Security experts can steal PGP information but for most people who simply want an electronic envelope around their personal mail, PGP is a sufficient solution.
l Hushmail: the name is a play on the Hotmail service. But mail sent to and from Hushmail’s free Web service (www.hushmail.com) is automatically encrypted as it arrives. While stored on the Hushmail Web server, it is unreadable. So even if Hushmail’s computers were as vulnerable as Hotmail’s, there would be nothing intelligible for an intruder to see and understand. But e-mail could still be read on its way into Hushmail, unless separately encrypted.
l Freedom: designed by Zero Knowledge Systems (which can be found at www.zeroknowledge.com), this is a new kind of Internet service.
Its Canadian designers were concerned that privacy didn’t begin and end with the contents of e-mail messages. They wanted to protect Net users from all kinds of surveillance, such as snooping on what websites they visited.
Freedom stops that not just by encrypting messages but by turning everyone’s identity into digital pseudonyms. Different pseudonyms allow you to separately explore completely different areas of the Internet and avoid being profiled by Internet marketers. They claim that no one – not even Zero-Knowledge Systems – will be able to find out who is behind a digital identity.
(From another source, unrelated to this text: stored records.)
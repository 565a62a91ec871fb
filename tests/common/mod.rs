//! Shared test fixtures

use async_trait::async_trait;
use futures::StreamExt;
use modelmux::config::GatewayConfig;
use modelmux::core::orchestrator::{GatewayReply, OrchestratorBuilder, RequestOrchestrator};
use modelmux::core::providers::{
    AdapterCapabilities, ChunkStream, CompletionService, ProviderHandle, ProviderResult,
};
use modelmux::core::router::{Deployment, DeploymentRegistry, LocalStatsStore};
use modelmux::core::telemetry::{StandardLoggingPayload, TelemetryCallback};
use modelmux::core::types::{
    ChatChunk, ChatRequest, ChatResponse, EmbeddingData, EmbeddingRequest, EmbeddingResponse,
    RequestContext, Usage,
};
use modelmux::{GatewayError, Result};
use parking_lot::Mutex;
use std::collections::VecDeque;
use std::sync::Arc;
use std::sync::atomic::{AtomicUsize, Ordering};
use std::time::Duration;

/// One scripted provider reaction
#[derive(Debug, Clone)]
pub enum MockBehavior {
    /// Buffered success with the given content
    Reply(String),
    /// Immediate failure
    Fail(GatewayError),
    /// Failure derived from an upstream HTTP status
    FailStatus(u16),
    /// Never answer (exercises attempt deadlines)
    Hang,
    /// Stream the fragments, then finish cleanly
    Stream(Vec<String>),
    /// Stream the fragments, then fail mid-stream
    StreamThenError(Vec<String>, GatewayError),
}

/// Scripted [`CompletionService`]
///
/// Pops one behavior per call, falling back to the last scripted entry
/// once the queue drains. Records every chat request it saw.
#[derive(Debug)]
pub struct MockService {
    script: Mutex<VecDeque<MockBehavior>>,
    fallback: MockBehavior,
    pub calls: AtomicUsize,
    pub seen_requests: Mutex<Vec<ChatRequest>>,
}

impl MockService {
    pub fn new(fallback: MockBehavior) -> Arc<Self> {
        Arc::new(Self {
            script: Mutex::new(VecDeque::new()),
            fallback,
            calls: AtomicUsize::new(0),
            seen_requests: Mutex::new(Vec::new()),
        })
    }

    pub fn scripted(behaviors: Vec<MockBehavior>, fallback: MockBehavior) -> Arc<Self> {
        Arc::new(Self {
            script: Mutex::new(behaviors.into()),
            fallback,
            calls: AtomicUsize::new(0),
            seen_requests: Mutex::new(Vec::new()),
        })
    }

    pub fn call_count(&self) -> usize {
        self.calls.load(Ordering::SeqCst)
    }

    fn next_behavior(&self) -> MockBehavior {
        self.script
            .lock()
            .pop_front()
            .unwrap_or_else(|| self.fallback.clone())
    }

    fn chunk_stream(model: &str, fragments: Vec<String>, error: Option<GatewayError>) -> ChunkStream {
        let model = model.to_string();
        let mut items: Vec<Result<ChatChunk>> = Vec::new();
        for (index, fragment) in fragments.iter().enumerate() {
            items.push(Ok(ChatChunk::content(
                "chatcmpl-mock",
                &model,
                fragment.clone(),
                index == 0,
            )));
        }
        match error {
            Some(error) => items.push(Err(error)),
            None => items.push(Ok(ChatChunk::finish(
                "chatcmpl-mock",
                &model,
                "stop",
                Some(Usage::new(5, 7)),
            ))),
        }
        Box::pin(futures::stream::iter(items))
    }
}

#[async_trait]
impl CompletionService for MockService {
    async fn chat(&self, _ctx: &RequestContext, request: &ChatRequest) -> Result<ProviderResult> {
        self.calls.fetch_add(1, Ordering::SeqCst);
        self.seen_requests.lock().push(request.clone());
        match self.next_behavior() {
            MockBehavior::Reply(content) => {
                let mut response = ChatResponse::text("chatcmpl-mock", &request.model, content);
                response.usage = Some(Usage::new(10, 20));
                Ok(ProviderResult::Buffered(
                    modelmux::core::providers::UnifiedResponse::Chat(response),
                ))
            }
            MockBehavior::Fail(error) => Err(error),
            MockBehavior::FailStatus(status) => {
                Err(GatewayError::from_status(status, "scripted failure"))
            }
            MockBehavior::Hang => {
                tokio::time::sleep(Duration::from_secs(3600)).await;
                Err(GatewayError::Internal("unreachable".into()))
            }
            MockBehavior::Stream(fragments) => Ok(ProviderResult::Stream(Self::chunk_stream(
                &request.model,
                fragments,
                None,
            ))),
            MockBehavior::StreamThenError(fragments, error) => Ok(ProviderResult::Stream(
                Self::chunk_stream(&request.model, fragments, Some(error)),
            )),
        }
    }

    async fn embed(
        &self,
        _ctx: &RequestContext,
        request: &EmbeddingRequest,
    ) -> Result<EmbeddingResponse> {
        self.calls.fetch_add(1, Ordering::SeqCst);
        match self.next_behavior() {
            MockBehavior::Fail(error) => Err(error),
            MockBehavior::FailStatus(status) => {
                Err(GatewayError::from_status(status, "scripted failure"))
            }
            _ => Ok(EmbeddingResponse {
                object: "list".to_string(),
                data: vec![EmbeddingData {
                    object: "embedding".to_string(),
                    index: 0,
                    embedding: vec![0.1, 0.2, 0.3, 0.4],
                }],
                model: request.model.clone(),
                usage: Usage::new(6, 0),
            }),
        }
    }
}

/// Wrap a service into a deployment
pub fn deployment(id: &str, alias: &str, service: Arc<MockService>) -> Deployment {
    let handle = ProviderHandle::new(
        "openai",
        AdapterCapabilities {
            chat: true,
            streaming: true,
            embeddings: true,
        },
        service,
    );
    Deployment::new(id, format!("{alias}-native"), handle).with_alias(alias)
}

/// Telemetry callback capturing every payload
#[derive(Debug, Default)]
pub struct CapturingCallback {
    pub payloads: Mutex<Vec<Arc<StandardLoggingPayload>>>,
}

impl CapturingCallback {
    pub fn latest(&self) -> Arc<StandardLoggingPayload> {
        self.payloads.lock().last().cloned().expect("a payload")
    }
}

#[async_trait]
impl TelemetryCallback for CapturingCallback {
    fn name(&self) -> &str {
        "capturing"
    }

    async fn on_request(&self, payload: Arc<StandardLoggingPayload>) -> Result<()> {
        self.payloads.lock().push(payload);
        Ok(())
    }
}

/// Fully wired gateway over the given deployments
pub fn gateway(
    config: GatewayConfig,
    deployments: Vec<Deployment>,
) -> (
    RequestOrchestrator,
    Arc<DeploymentRegistry>,
    Arc<LocalStatsStore>,
    Arc<CapturingCallback>,
) {
    let registry = Arc::new(DeploymentRegistry::new());
    for deployment in deployments {
        registry.register(deployment);
    }
    let stats = Arc::new(LocalStatsStore::new(config.router.ewma_alpha));
    let callbacks = Arc::new(modelmux::core::telemetry::CallbackManager::new());
    let capture = Arc::new(CapturingCallback::default());
    callbacks.register(capture.clone());

    let orchestrator = OrchestratorBuilder::new(config, registry.clone(), stats.clone())
        .callbacks(callbacks)
        .build();
    (orchestrator, registry, stats, capture)
}

/// Drain a streaming reply into its chunks and terminal error
pub async fn collect_stream(reply: GatewayReply) -> (Vec<ChatChunk>, Option<GatewayError>) {
    let GatewayReply::Stream(mut stream) = reply else {
        panic!("expected a streaming reply");
    };
    let mut chunks = Vec::new();
    let mut error = None;
    while let Some(item) = stream.next().await {
        match item {
            Ok(chunk) => chunks.push(chunk),
            Err(err) => {
                error = Some(err);
                break;
            }
        }
    }
    (chunks, error)
}

/// Concatenated content of a chunk sequence
pub fn stream_content(chunks: &[ChatChunk]) -> String {
    chunks
        .iter()
        .filter_map(|chunk| chunk.delta_content())
        .collect()
}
l Because the whole of the next century’s e-commerce will depend on encryption methods for security and identification, cryptography is now essential at the heart of every computer.
Microsoft has created a standard program for doing this, CAPI. But you can’t have the high-security version of CAPI unless you are in North America.
For everyone else, loopholes and low security are built-in features, to help United Staters intelligence agencies gather information.
The problem is that when loopholes are built in for companies, law or intelligence agencies to exploit, other people find them.